*WORK INSTRUCTION:* From the entries, copy each line that includes "root".

[Collected data]
++++
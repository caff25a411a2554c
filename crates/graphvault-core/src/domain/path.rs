//! Repo paths and path builders
//!
//! Every persisted object lives under a canonical storage path of the form
//! `<tenant>/<service>/<owner>/<category>/<container elements...>`, with an
//! optional trailing item element. Path elements are escaped when rendered so
//! that a display name containing `/` cannot corrupt the hierarchy, and the
//! escaped string form is what gets persisted in the metadata maps and used
//! for prefix substitution during subtree moves.

use std::fmt::{self, Display, Formatter};

use serde::{Deserialize, Serialize};
use sha2::{Digest, Sha256};

use super::errors::EngineError;

/// Number of hex characters kept from the digest for a short-ref
const SHORT_REF_LEN: usize = 12;

// ============================================================================
// Service and Category
// ============================================================================

/// The backend service a category belongs to
#[derive(Debug, Clone, Copy, PartialEq, Eq, Hash, Serialize, Deserialize)]
#[serde(rename_all = "lowercase")]
pub enum Service {
    Exchange,
    OneDrive,
    SharePoint,
}

impl Service {
    /// Stable identifier used in storage paths
    #[must_use]
    pub fn as_str(self) -> &'static str {
        match self {
            Self::Exchange => "exchange",
            Self::OneDrive => "onedrive",
            Self::SharePoint => "sharepoint",
        }
    }
}

impl Display for Service {
    fn fmt(&self, f: &mut Formatter<'_>) -> fmt::Result {
        write!(f, "{}", self.as_str())
    }
}

/// The data category a backup run enumerates
#[derive(Debug, Clone, Copy, PartialEq, Eq, Hash, PartialOrd, Ord, Serialize, Deserialize)]
#[serde(rename_all = "lowercase")]
pub enum Category {
    Mail,
    Contacts,
    Events,
    Files,
    Libraries,
}

impl Category {
    /// Stable identifier used in storage paths
    #[must_use]
    pub fn as_str(self) -> &'static str {
        match self {
            Self::Mail => "mail",
            Self::Contacts => "contacts",
            Self::Events => "events",
            Self::Files => "files",
            Self::Libraries => "libraries",
        }
    }

    /// The service this category is enumerated from
    #[must_use]
    pub fn service(self) -> Service {
        match self {
            Self::Mail | Self::Contacts | Self::Events => Service::Exchange,
            Self::Files => Service::OneDrive,
            Self::Libraries => Service::SharePoint,
        }
    }

    /// True for categories enumerated via drive deltas rather than
    /// per-container deltas
    #[must_use]
    pub fn is_drive_based(self) -> bool {
        matches!(self, Self::Files | Self::Libraries)
    }
}

impl Display for Category {
    fn fmt(&self, f: &mut Formatter<'_>) -> fmt::Result {
        write!(f, "{}", self.as_str())
    }
}

// ============================================================================
// Element escaping
// ============================================================================

fn escape_element(elem: &str) -> String {
    let mut out = String::with_capacity(elem.len());
    for c in elem.chars() {
        if c == '\\' || c == '/' {
            out.push('\\');
        }
        out.push(c);
    }
    out
}

/// Splits an escaped path string back into raw elements
///
/// # Errors
/// Returns `EngineError::InvalidPath` on a trailing bare escape character
fn split_escaped(s: &str) -> Result<Vec<String>, EngineError> {
    let mut elems = Vec::new();
    let mut current = String::new();
    let mut escaped = false;

    for c in s.chars() {
        if escaped {
            current.push(c);
            escaped = false;
            continue;
        }

        match c {
            '\\' => escaped = true,
            '/' => {
                if !current.is_empty() {
                    elems.push(std::mem::take(&mut current));
                }
            }
            _ => current.push(c),
        }
    }

    if escaped {
        return Err(EngineError::InvalidPath(format!(
            "trailing escape character in {s:?}"
        )));
    }

    if !current.is_empty() {
        elems.push(current);
    }

    Ok(elems)
}

fn join_escaped(elems: &[String]) -> String {
    elems
        .iter()
        .map(|e| escape_element(e))
        .collect::<Vec<_>>()
        .join("/")
}

/// Short, stable reference for a rendered path; used as a merge key
/// between the engine and the store
#[must_use]
pub fn short_ref_of(rendered: &str) -> String {
    let digest = Sha256::digest(rendered.as_bytes());
    let mut out = String::with_capacity(SHORT_REF_LEN);
    for byte in digest.iter() {
        out.push_str(&format!("{byte:02x}"));
        if out.len() >= SHORT_REF_LEN {
            break;
        }
    }
    out.truncate(SHORT_REF_LEN);
    out
}

// ============================================================================
// PathBuilder
// ============================================================================

/// An ordered list of raw (unescaped) path elements
///
/// Builders are how the resolver assembles storage and display paths before
/// they are anchored to a tenant/owner prefix. Empty elements are dropped on
/// append, matching the server's tolerance for stray slashes.
#[derive(Debug, Clone, Default, PartialEq, Eq, Hash, Serialize, Deserialize)]
pub struct PathBuilder {
    elems: Vec<String>,
}

impl PathBuilder {
    #[must_use]
    pub fn new() -> Self {
        Self::default()
    }

    /// Builder from raw elements; empties are dropped
    pub fn from_elements<I, S>(elems: I) -> Self
    where
        I: IntoIterator<Item = S>,
        S: Into<String>,
    {
        let elems = elems
            .into_iter()
            .map(Into::into)
            .filter(|e| !e.is_empty())
            .collect();
        Self { elems }
    }

    /// Parse an escaped string form back into a builder
    ///
    /// # Errors
    /// Returns `EngineError::InvalidPath` if the escaping is malformed
    pub fn from_escaped(s: &str) -> Result<Self, EngineError> {
        Ok(Self {
            elems: split_escaped(s)?,
        })
    }

    /// Returns a new builder with the element appended
    #[must_use]
    pub fn append(&self, elem: impl Into<String>) -> Self {
        let mut next = self.clone();
        let elem = elem.into();
        if !elem.is_empty() {
            next.elems.push(elem);
        }
        next
    }

    /// Returns a new builder with all elements appended
    #[must_use]
    pub fn append_all<I, S>(&self, elems: I) -> Self
    where
        I: IntoIterator<Item = S>,
        S: Into<String>,
    {
        let mut next = self.clone();
        next.elems
            .extend(elems.into_iter().map(Into::into).filter(|e| !e.is_empty()));
        next
    }

    /// The parent builder (all elements but the last)
    #[must_use]
    pub fn dir(&self) -> Self {
        let mut next = self.clone();
        next.elems.pop();
        next
    }

    /// Returns a new builder with the first element removed
    #[must_use]
    pub fn pop_front(&self) -> Self {
        if self.elems.is_empty() {
            return self.clone();
        }
        Self {
            elems: self.elems[1..].to_vec(),
        }
    }

    #[must_use]
    pub fn last_elem(&self) -> Option<&str> {
        self.elems.last().map(String::as_str)
    }

    #[must_use]
    pub fn elements(&self) -> &[String] {
        &self.elems
    }

    #[must_use]
    pub fn is_empty(&self) -> bool {
        self.elems.is_empty()
    }

    #[must_use]
    pub fn len(&self) -> usize {
        self.elems.len()
    }

    /// Short-ref of the escaped string form
    #[must_use]
    pub fn short_ref(&self) -> String {
        short_ref_of(&self.to_string())
    }
}

impl Display for PathBuilder {
    fn fmt(&self, f: &mut Formatter<'_>) -> fmt::Result {
        write!(f, "{}", join_escaped(&self.elems))
    }
}

// ============================================================================
// RepoPath
// ============================================================================

/// A fully-anchored storage path:
/// `<tenant>/<service>/<owner>/<category>/<folders...>[/<item>]`
#[derive(Debug, Clone, PartialEq, Eq, Hash)]
pub struct RepoPath {
    tenant: String,
    service: Service,
    owner: String,
    category: Category,
    folders: Vec<String>,
    item: Option<String>,
}

impl RepoPath {
    /// Build a container path from raw folder elements
    ///
    /// # Errors
    /// Returns `EngineError::InvalidPath` if tenant or owner is empty
    pub fn build<I, S>(
        tenant: impl Into<String>,
        owner: impl Into<String>,
        category: Category,
        folders: I,
    ) -> Result<Self, EngineError>
    where
        I: IntoIterator<Item = S>,
        S: Into<String>,
    {
        let tenant = tenant.into();
        let owner = owner.into();

        if tenant.is_empty() {
            return Err(EngineError::InvalidPath("tenant cannot be empty".into()));
        }
        if owner.is_empty() {
            return Err(EngineError::InvalidPath("owner cannot be empty".into()));
        }

        Ok(Self {
            tenant,
            service: category.service(),
            owner,
            category,
            folders: folders
                .into_iter()
                .map(Into::into)
                .filter(|e: &String| !e.is_empty())
                .collect(),
            item: None,
        })
    }

    /// Parse the escaped string form back into a path
    ///
    /// # Errors
    /// Returns `EngineError::InvalidPath` if fewer than four leading segments
    /// are present, or if the service/category segments are unknown
    pub fn from_data_layer(s: &str, is_item: bool) -> Result<Self, EngineError> {
        let mut elems = split_escaped(s)?;

        if elems.len() < 4 {
            return Err(EngineError::InvalidPath(format!(
                "path {s:?} is missing tenant/service/owner/category segments"
            )));
        }

        let rest = elems.split_off(4);
        let category = match elems[3].as_str() {
            "mail" => Category::Mail,
            "contacts" => Category::Contacts,
            "events" => Category::Events,
            "files" => Category::Files,
            "libraries" => Category::Libraries,
            other => {
                return Err(EngineError::InvalidPath(format!(
                    "unknown category segment {other:?}"
                )))
            }
        };

        if elems[1] != category.service().as_str() {
            return Err(EngineError::InvalidPath(format!(
                "service segment {:?} does not match category {category}",
                elems[1]
            )));
        }

        let mut path = Self::build(elems[0].clone(), elems[2].clone(), category, rest)?;

        if is_item {
            let Some(item) = path.folders.pop() else {
                return Err(EngineError::InvalidPath(format!(
                    "item path {s:?} has no item element"
                )));
            };
            path.item = Some(item);
        }

        Ok(path)
    }

    /// Append an element, producing an item path or a deeper container path
    ///
    /// # Errors
    /// Returns `EngineError::InvalidPath` for an empty element, or when
    /// appending below an item path
    pub fn append(&self, elem: impl Into<String>, is_item: bool) -> Result<Self, EngineError> {
        let elem = elem.into();
        if elem.is_empty() {
            return Err(EngineError::InvalidPath(
                "cannot append an empty element".into(),
            ));
        }
        if self.item.is_some() {
            return Err(EngineError::InvalidPath(
                "cannot append below an item path".into(),
            ));
        }

        let mut next = self.clone();
        if is_item {
            next.item = Some(elem);
        } else {
            next.folders.push(elem);
        }
        Ok(next)
    }

    #[must_use]
    pub fn tenant(&self) -> &str {
        &self.tenant
    }

    #[must_use]
    pub fn owner(&self) -> &str {
        &self.owner
    }

    #[must_use]
    pub fn service(&self) -> Service {
        self.service
    }

    #[must_use]
    pub fn category(&self) -> Category {
        self.category
    }

    /// Raw folder elements below the category segment
    #[must_use]
    pub fn folders(&self) -> &[String] {
        &self.folders
    }

    /// The trailing item element, if this is an item path
    #[must_use]
    pub fn item(&self) -> Option<&str> {
        self.item.as_deref()
    }

    /// Folder elements as a builder, without the anchoring prefix
    #[must_use]
    pub fn folder_builder(&self) -> PathBuilder {
        PathBuilder::from_elements(self.folders.iter().cloned())
    }

    /// The logical folder path without the anchoring prefix, escaped
    #[must_use]
    pub fn folder_path(&self) -> String {
        join_escaped(&self.folders)
    }

    /// Folder path inside a drive, with the `drives/<id>/root:` prefix
    /// stripped. Empty for the drive root itself.
    ///
    /// # Errors
    /// Returns `EngineError::InvalidPath` if the path does not carry the
    /// drive anchor elements
    pub fn drive_folder_path(&self) -> Result<String, EngineError> {
        if self.folders.len() < 3 || self.folders[0] != "drives" || self.folders[2] != "root:" {
            return Err(EngineError::InvalidPath(format!(
                "path {self} is not anchored to a drive root"
            )));
        }
        Ok(join_escaped(&self.folders[3..]))
    }

    /// Short-ref of the rendered path
    #[must_use]
    pub fn short_ref(&self) -> String {
        short_ref_of(&self.to_string())
    }

    /// Rewrites this path when it sits under `prev`, substituting `next`
    /// for that prefix. Returns true when a rewrite happened.
    pub fn update_parent(&mut self, prev: &Self, next: &Self) -> bool {
        if self.tenant != prev.tenant
            || self.owner != prev.owner
            || self.category != prev.category
            || self.folders.len() < prev.folders.len()
            || self.folders[..prev.folders.len()] != prev.folders[..]
        {
            return false;
        }

        let tail = self.folders[prev.folders.len()..].to_vec();
        self.folders = next.folders.clone();
        self.folders.extend(tail);
        self.tenant = next.tenant.clone();
        self.owner = next.owner.clone();
        self.category = next.category;
        self.service = next.service;
        true
    }
}

impl Display for RepoPath {
    fn fmt(&self, f: &mut Formatter<'_>) -> fmt::Result {
        write!(
            f,
            "{}/{}/{}/{}",
            escape_element(&self.tenant),
            self.service.as_str(),
            escape_element(&self.owner),
            self.category.as_str()
        )?;
        if !self.folders.is_empty() {
            write!(f, "/{}", join_escaped(&self.folders))?;
        }
        if let Some(item) = &self.item {
            write!(f, "/{}", escape_element(item))?;
        }
        Ok(())
    }
}

/// Boundary-aware prefix substitution on escaped path strings
///
/// Returns the rewritten string when `value` equals `old` or sits strictly
/// below it; `None` otherwise. Matching respects element boundaries so that
/// `a/b` never matches `a/bc`.
#[must_use]
pub fn replace_path_prefix(value: &str, old: &str, new: &str) -> Option<String> {
    if value == old {
        return Some(new.to_string());
    }

    let rest = value.strip_prefix(old)?;
    if !rest.starts_with('/') {
        return None;
    }

    Some(format!("{new}{rest}"))
}
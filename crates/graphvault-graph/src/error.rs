//! Mapping HTTP failures into the engine error taxonomy
//!
//! The engine branches on error kinds, so the adapter classifies every
//! failure at the boundary instead of wrapping and rethrowing.

use graphvault_core::domain::EngineError;
use reqwest::StatusCode;

/// Graph error code the server uses to invalidate a delta token inside a
/// structured error body
const RESYNC_REQUIRED_CODE: &str = "resyncRequired";

/// Classify a non-success HTTP response
///
/// `body` is the error body when one was readable; graph APIs put a
/// machine-readable `error.code` there for some signals that don't get a
/// dedicated status (token invalidation in particular).
pub(crate) fn classify_status(status: StatusCode, body: &str, context: &str) -> EngineError {
    if status == StatusCode::GONE || body.contains(RESYNC_REQUIRED_CODE) {
        return EngineError::ResyncRequired(format!("{context}: {status}"));
    }

    if status == StatusCode::UNAUTHORIZED || status == StatusCode::FORBIDDEN {
        return EngineError::AuthExpired(format!("{context}: {status}"));
    }

    EngineError::Transport {
        status: Some(status.as_u16()),
        message: truncate_body(context, body),
    }
}

/// Classify a request that never produced a response
pub(crate) fn classify_request_error(err: &reqwest::Error, context: &str) -> EngineError {
    EngineError::Transport {
        status: err.status().map(|s| s.as_u16()),
        message: format!("{context}: {err}"),
    }
}

fn truncate_body(context: &str, body: &str) -> String {
    const MAX_BODY: usize = 256;
    let trimmed: String = body.chars().take(MAX_BODY).collect();
    if trimmed.is_empty() {
        context.to_string()
    } else {
        format!("{context}: {trimmed}")
    }
}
++++
*RESPONSE BOX:*
    /// Folder path inside a drive, with the `drives/<id>/root:` prefix
    /// stripped. Empty for the drive root itself.
        if self.folders.len() < 3 || self.folders[0] != "drives" || self.folders[2] != "root:" {
                "path {self} is not anchored to a drive root"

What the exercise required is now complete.